NICE is the health technology assessment [HTA] agency in England, the one upon which others in many countries are modelled. More generally, HTA is increasingly being used by governments for more than simple economic evaluation of medicines and devices, but is being used as a form of rationing of access to technologies (medicines or devices are considered technologies in this sense), and for budgetary control. The more mundane scientific assessment of technologies alone, required for licensure, is gradually being replaced across Europe with a patchwork of regulatory HTA systems. Their operation has a direct bearing on what technologies enter health system use in specific countries and therefore what benefits patients and clinicians derive from the use of those technologies.
So much is not new.
With release of the Commission’s findings in its Pharmaceutical Sector Inquiry Report, 9 July 2009, there is the opportunity to reflect further on HTA methods across Europe. The report notes that one reason given by industry why fewer novel medicines were reaching the market was uncertainty about financial rewards (a factor in whether technology assessment would lead to regulatory and reimbursement approval). The report notes that with prescription medicines the patient is not the ultimate consumer, it being the doctor or pharmacist; to some extent this is true, but these clinicians are making decisions based on what products are on the market at any one time, and it is regulatory systems and the structure of formularies that determine this. In more extreme cases, decisions are embedded in prescribing guidelines and substitution protocols, which a child could follow.
The report also misunderstands how HTA works, and this may reflect the fact that member states pursue HTA for various reasons. Using the rather oblique term “added value” they see HTA as essentially linked to the “budgetary situation and health priorities of each member state”. This is, of course, precisely the problem. HTA IS an economic assessment, based on value add, but it is NOT defined purely in terms of affordability. It provides information to decision-makers about what the economic and social costs are for different thresholds of health outcome — a polite way of pricing rationing.

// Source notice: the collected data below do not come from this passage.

//! C# code generation.
//!
//! Projects a pipeline onto an ASP.NET Core `Program.cs`. The output is
//! display-only text:
//!
//! ```text
//! var builder = WebApplication.CreateBuilder(args);
//! <service registrations, deduplicated>
//! var app = builder.Build();
//! <one statement per node, in code order>
//! app.Run();
//! ```
//!
//! Branches become `UseWhen` blocks. The false arm, when present, is a
//! second `UseWhen` over the negated condition.

use crate::handler::CodeTarget;
use crate::registry::HandlerRegistry;
use daedalus_core::condition::to_csharp_for;
use daedalus_core::{sorted_by_order, DaedalusResult, MiddlewareNode, Pipeline};
use indexmap::IndexSet;

/// Formatting options for generated code.
#[derive(Debug, Clone, PartialEq, Eq)]
pub struct CodegenSettings {
    /// Spaces per indentation level.
    pub indent_width: usize,

    /// Name of the `WebApplication` variable.
    pub app_variable: String,

    /// Name of the `WebApplicationBuilder` variable.
    pub builder_variable: String,
}

impl Default for CodegenSettings {
    fn default() -> Self {
        Self {
            indent_width: 4,
            app_variable: "app".to_string(),
            builder_variable: "builder".to_string(),
        }
    }
}

/// Generates C# from pipelines.
#[derive(Debug, Clone, Default)]
pub struct CodeGenerator {
    registry: HandlerRegistry,
    settings: CodegenSettings,
}

impl CodeGenerator {
    /// Creates a generator with default settings.
    #[must_use]
    pub fn new(registry: HandlerRegistry) -> Self {
        Self {
            registry,
            settings: CodegenSettings::default(),
        }
    }

    /// Replaces the settings.
    #[must_use]
    pub fn with_settings(mut self, settings: CodegenSettings) -> Self {
        self.settings = settings;
        self
    }

    /// Returns the settings.
    #[must_use]
    pub fn settings(&self) -> &CodegenSettings {
        &self.settings
    }

    /// Generates `Program.cs` for a pipeline.
    ///
    /// # Errors
    ///
    /// Returns [`daedalus_core::DaedalusError::UnknownMiddlewareKind`] if a
    /// node's kind has no registered handler.
    #[tracing::instrument(skip_all, fields(pipeline_id = %pipeline.id))]
    pub fn generate(&self, pipeline: &Pipeline) -> DaedalusResult<String> {
        let builder = &self.settings.builder_variable;
        let app = &self.settings.app_variable;

        let mut registrations = IndexSet::new();
        self.collect_registrations(&pipeline.middlewares, &mut registrations)?;

        let mut lines = Vec::new();
        self.emit_list(
            &pipeline.middlewares,
            &CodeTarget::top_level(app.as_str()),
            0,
            &mut lines,
        )?;

        let mut out = vec![format!("// {}", pipeline.name)];
        if let Some(description) = pipeline.description.as_deref().filter(|d| !d.is_empty()) {
            out.push(format!("// {description}"));
        }
        out.push(format!("var {builder} = WebApplication.CreateBuilder(args);"));
        out.push(String::new());
        if !registrations.is_empty() {
            out.extend(registrations.iter().cloned());
            out.push(String::new());
        }
        out.push(format!("var {app} = {builder}.Build();"));
        out.push(String::new());
        if !lines.is_empty() {
            out.extend(lines);
            out.push(String::new());
        }
        out.push(format!("{app}.Run();"));

        tracing::info!(
            registrations = registrations.len(),
            lines = out.len(),
            "Generated C# code"
        );

        let mut code = out.join("\n");
        code.push('\n');
        Ok(code)
    }

    fn collect_registrations(
        &self,
        nodes: &[MiddlewareNode],
        out: &mut IndexSet<String>,
    ) -> DaedalusResult<()> {
        for node in sorted_by_order(nodes) {
            let handler = self.registry.get(node.kind)?;
            let registration =
                handler.generate_service_registration(&node.config, &self.settings.builder_variable);
            if !registration.is_empty() && !out.insert(registration) {
                tracing::debug!(node = %node.id, kind = %node.kind, "Skipped duplicate registration");
            }
            if let Some(branch) = &node.branch {
                self.collect_registrations(&branch.on_true, out)?;
                self.collect_registrations(branch.false_arm(), out)?;
            }
        }
        Ok(())
    }

    fn emit_list(
        &self,
        nodes: &[MiddlewareNode],
        target: &CodeTarget,
        level: usize,
        out: &mut Vec<String>,
    ) -> DaedalusResult<()> {
        for node in sorted_by_order(nodes) {
            let handler = self.registry.get(node.kind)?;
            let code = handler.generate_code(&node.config, target);
            if !code.is_empty() {
                out.push(code);
            }

            let Some(branch) = &node.branch else {
                continue;
            };

            let (context, app) = lambda_names(level);
            let condition = to_csharp_for(&branch.condition, &context);
            let inner = CodeTarget {
                app,
                indent: format!("{}{}", target.indent, " ".repeat(self.settings.indent_width)),
                nested: true,
            };

            if !branch.on_true.is_empty() {
                self.emit_use_when(&condition, &context, target, &inner, &branch.on_true, level, out)?;
            }
            if !branch.false_arm().is_empty() {
                let negated = format!("!({condition})");
                self.emit_use_when(&negated, &context, target, &inner, branch.false_arm(), level, out)?;
            }
        }
        Ok(())
    }

    #[allow(clippy::too_many_arguments)]
    fn emit_use_when(
        &self,
        condition: &str,
        context: &str,
        target: &CodeTarget,
        inner: &CodeTarget,
        arm: &[MiddlewareNode],
        level: usize,
        out: &mut Vec<String>,
    ) -> DaedalusResult<()> {
        out.push(target.line(format!(
            "{}.UseWhen({context} => {condition}, {} =>",
            target.app, inner.app
        )));
        out.push(target.line("{"));
        self.emit_list(arm, inner, level + 1, out)?;
        out.push(target.line("});"));
        Ok(())
    }
}

/// Lambda parameter names for a branch block; numbered below the top level
/// so nested lambdas never shadow their parents.
fn lambda_names(level: usize) -> (String, String) {
    if level == 0 {
        ("context".to_string(), "branch".to_string())
    } else {
        (format!("context{}", level + 1), format!("branch{}", level + 1))
    }
}

/// Generates C# with the default registry and settings.
///
/// # Errors
///
/// Returns [`daedalus_core::DaedalusError::UnknownMiddlewareKind`] if a
/// node's kind has no registered handler.
///
/// # Example
///
/// ```
/// use daedalus_core::{MiddlewareKind, MiddlewareNode, Pipeline};
/// use daedalus_middleware::generate_csharp_code;
///
/// let mut pipeline = Pipeline::new("p1", "API");
/// pipeline.add_node(MiddlewareNode::new("routing", MiddlewareKind::Routing, 0)).unwrap();
///
/// let code = generate_csharp_code(&pipeline).unwrap();
/// assert!(code.contains("app.UseRouting();"));
/// assert!(code.trim_end().ends_with("app.Run();"));
/// ```
pub fn generate_csharp_code(pipeline: &Pipeline) -> DaedalusResult<String> {
    CodeGenerator::default().generate(pipeline)
}
//! Authorization handler.
//!
//! A request is authorized when no policies are configured, or when at
//! least one configured policy name is present as a claim *key*. Claim
//! values are not inspected.

use crate::context::SimulationContext;
use crate::handler::{CodeTarget, HandlerOutcome, MiddlewareHandler, ValidationScope};
use crate::trace::{SimulationTrace, StepDecision};
use crate::validation::ValidationIssue;
use daedalus_core::condition::csharp_string;
use daedalus_core::{MiddlewareConfig, MiddlewareKind};
use serde_json::json;

/// Authorization handler.
#[derive(Debug, Clone, Copy, Default)]
pub struct AuthorizationHandler;

impl MiddlewareHandler for AuthorizationHandler {
    fn kind(&self) -> MiddlewareKind {
        MiddlewareKind::Authorization
    }

    fn default_config(&self) -> MiddlewareConfig {
        MiddlewareConfig::new()
            .with("policies", Vec::<String>::new())
            .with("requireAuthenticatedUser", false)
    }

    fn simulate(
        &self,
        config: &MiddlewareConfig,
        ctx: &mut SimulationContext,
        trace: &mut SimulationTrace,
    ) -> HandlerOutcome {
        let policies = config.string_list("policies");

        if policies.is_empty() {
            trace.record("No policies configured; request allowed", StepDecision::Continue);
            return HandlerOutcome::proceed();
        }

        if let Some(policy) = policies.iter().find(|p| ctx.claims().contains_key(p.as_str())) {
            trace.record_with(
                format!("Policy '{policy}' satisfied"),
                StepDecision::Continue,
                json!({ "policies": policies, "matched": policy }),
            );
            return HandlerOutcome::proceed();
        }

        let claims: Vec<&String> = ctx.claims().keys().collect();
        trace.record_with(
            format!("None of the policies [{}] is satisfied", policies.join(", ")),
            StepDecision::Terminate,
            json!({ "policies": policies, "claims": claims, "statusCode": 403 }),
        );
        HandlerOutcome::terminate(403, "Forbidden").with_body(json!({
            "error": "forbidden",
            "requiredPolicies": policies,
        }))
    }

    fn validate(
        &self,
        config: &MiddlewareConfig,
        scope: &ValidationScope<'_>,
        node_id: &str,
    ) -> Vec<ValidationIssue> {
        let mut issues = Vec::new();

        let authenticates_later = scope
            .following(node_id)
            .iter()
            .any(|node| node.kind == MiddlewareKind::Authentication);
        // One ordering warning per list, on the earliest Authorization.
        let reported_earlier = scope
            .preceding(node_id)
            .iter()
            .any(|node| node.kind == MiddlewareKind::Authorization);
        if authenticates_later {
            if !reported_earlier {
                issues.push(ValidationIssue::warning(
                    node_id,
                    "Authorization runs before Authentication; policies are evaluated against an anonymous caller",
                ));
            }
        } else if !config.string_list("policies").is_empty()
            && !scope.pipeline_contains(MiddlewareKind::Authentication)
        {
            issues.push(ValidationIssue::warning(
                node_id,
                "Policies are configured but the pipeline never authenticates the caller",
            ));
        }

        issues
    }

    fn generate_code(&self, _config: &MiddlewareConfig, target: &CodeTarget) -> String {
        target.call("UseAuthorization()")
    }

    fn generate_service_registration(&self, config: &MiddlewareConfig, builder: &str) -> String {
        let policies = config.string_list("policies");
        if policies.is_empty() {
            return format!("{builder}.Services.AddAuthorization();");
        }

        let mut lines = vec![
            format!("{builder}.Services.AddAuthorization(options =>"),
            "{".to_string(),
        ];
        for policy in &policies {
            let name = csharp_string(policy);
            lines.push(format!(
                "    options.AddPolicy({name}, policy => policy.RequireClaim({name}));"
            ));
        }
        lines.push("});".to_string());
        lines.join("\n")
    }
}
use std::collections::BTreeSet;

use chrono::NaiveDate;

/// Value written into missing numeric place fields before aggregation.
pub const MISSING_NUMERIC: i64 = -1;

#[derive(Debug, Clone, Copy, PartialEq)]
pub struct Coordinate {
    pub lat: f64,
    pub lon: f64,
}

impl Coordinate {
    /// Provider wire format: `lat,lon`.
    pub fn to_query(&self) -> String {
        format!("{},{}", self.lat, self.lon)
    }
}

/// A configured search region. Identity is `name` + `region`.
#[derive(Debug, Clone, PartialEq)]
pub struct Area {
    pub name: String,
    pub region: String,
    pub center: Coordinate,
    pub radius_meters: u32,
}

/// A place as collected for one area, already reduced to the kept fields.
#[derive(Debug, Clone, PartialEq)]
pub struct Place {
    pub place_id: String,
    pub name: String,
    pub rating: Option<f64>,
    pub total_ratings: Option<i64>,
    pub price_level: Option<i64>,
    pub types: BTreeSet<String>,
    pub business_status: Option<String>,
    /// Name of the area that first returned this place.
    pub neighborhood: String,
    pub region: String,
}

/// One review as returned by the detail request, before cleaning.
#[derive(Debug, Clone, PartialEq)]
pub struct RawReview {
    pub place_id: String,
    pub place_name: String,
    pub author_id: Option<String>,
    pub rating: Option<u8>,
    pub text: Option<String>,
    pub review_date: Option<NaiveDate>,
    pub relative_time_description: Option<String>,
}

/// A cleaned review with derived text and calendar features.
#[derive(Debug, Clone, PartialEq)]
pub struct Review {
    pub place_id: String,
    pub place_name: String,
    pub author_id: Option<String>,
    pub rating: Option<u8>,
    pub text: Option<String>,
    pub text_clean: String,
    pub text_length: usize,
    pub word_count: usize,
    pub review_date: Option<NaiveDate>,
    pub year: Option<i32>,
    pub month: Option<u32>,
    /// Monday = 0.
    pub day_of_week: Option<u32>,
    pub relative_time_description: Option<String>,
}

/// Output row of the places dataset.
#[derive(Debug, Clone, PartialEq)]
pub struct PlaceRow {
    pub place_id: String,
    pub name: String,
    pub rating: f64,
    pub total_ratings: i64,
    pub price_level: i64,
    pub types: BTreeSet<String>,
    pub business_status: Option<String>,
    pub neighborhood: String,
    pub region: String,
    /// Quartile of `total_ratings` across all places, 1 (lowest) to 4.
    pub ratings_pct_tier: u8,
    pub rating_mean: Option<f64>,
    pub rating_std: Option<f64>,
    pub review_count: usize,
    pub text_length_mean: Option<f64>,
    pub word_count_mean: Option<f64>,
}

/// Output row of the reviews dataset: a cleaned review joined to its place.
#[derive(Debug, Clone, PartialEq)]
pub struct ReviewRow {
    pub review: Review,
    pub neighborhood: String,
    pub region: String,
}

In other words it informs decision-making, it does not determine it. It is quite possible to arrive at a Europe-wide HTA finding on anything you like, and leave it up to member states to quantify in their own terms where this sits within their own national system of affordability and a desired health benefits.
I doubt the pharmaceutical industry would think of advocating for a European Health Technology Assessment Agency, using consistent scientific and economic standards applicable to all countries, thereby simplifying their own regulatory hurdles (HTA is referred to as a 4th hurdle), because they dislike the 4th hurdle in the first place. But HTA is not going to go away, but misuse and abuse of HTA methods will likely continue.
My view is that the industry should advocate for such a system.
The argument is straight-forward. A “Euro-NICE” would bring order to the HTA process, and establish EU-wide standards for the application of HTA methodologies and enhance regulatory certainty which industry should like. It would have the additional benefit of creating a level-playing field amongst the different health systems, which would be a general benefit to patients.
It is important to understand that the pharmaceutical industry and individual member state health systems are locked in a very tight embrace, helped along by a country’s regulatory system and medicines pricing mechanisms. Movement by either has an impact on the other — reimbursement policies signal industry behaviours, availability of medicines determines what clinicians get to use and the medicines budget, regulatory ‘style’ links to investment in research, research investment acts to attract the big brains. It is a complex system, not a simple set of linear relationships (an impression one gets from the Commission Inquiry, unfortunately). And complex systems can cause perverse behaviours, which are invariably embedded in the rules themselves, and particularly important rules are HTA practices, not codified with in the formal medicines regulatory system, but which condition different member state markets.
While there is action on European HTA, through EUnetHTA, it is necessary to distinguish between doing HTA itself, and how HTA is used in decision-making within national policy systems, and regulation. A Euro-NICE would provide consistency in the former, to ensure transparency with the latter.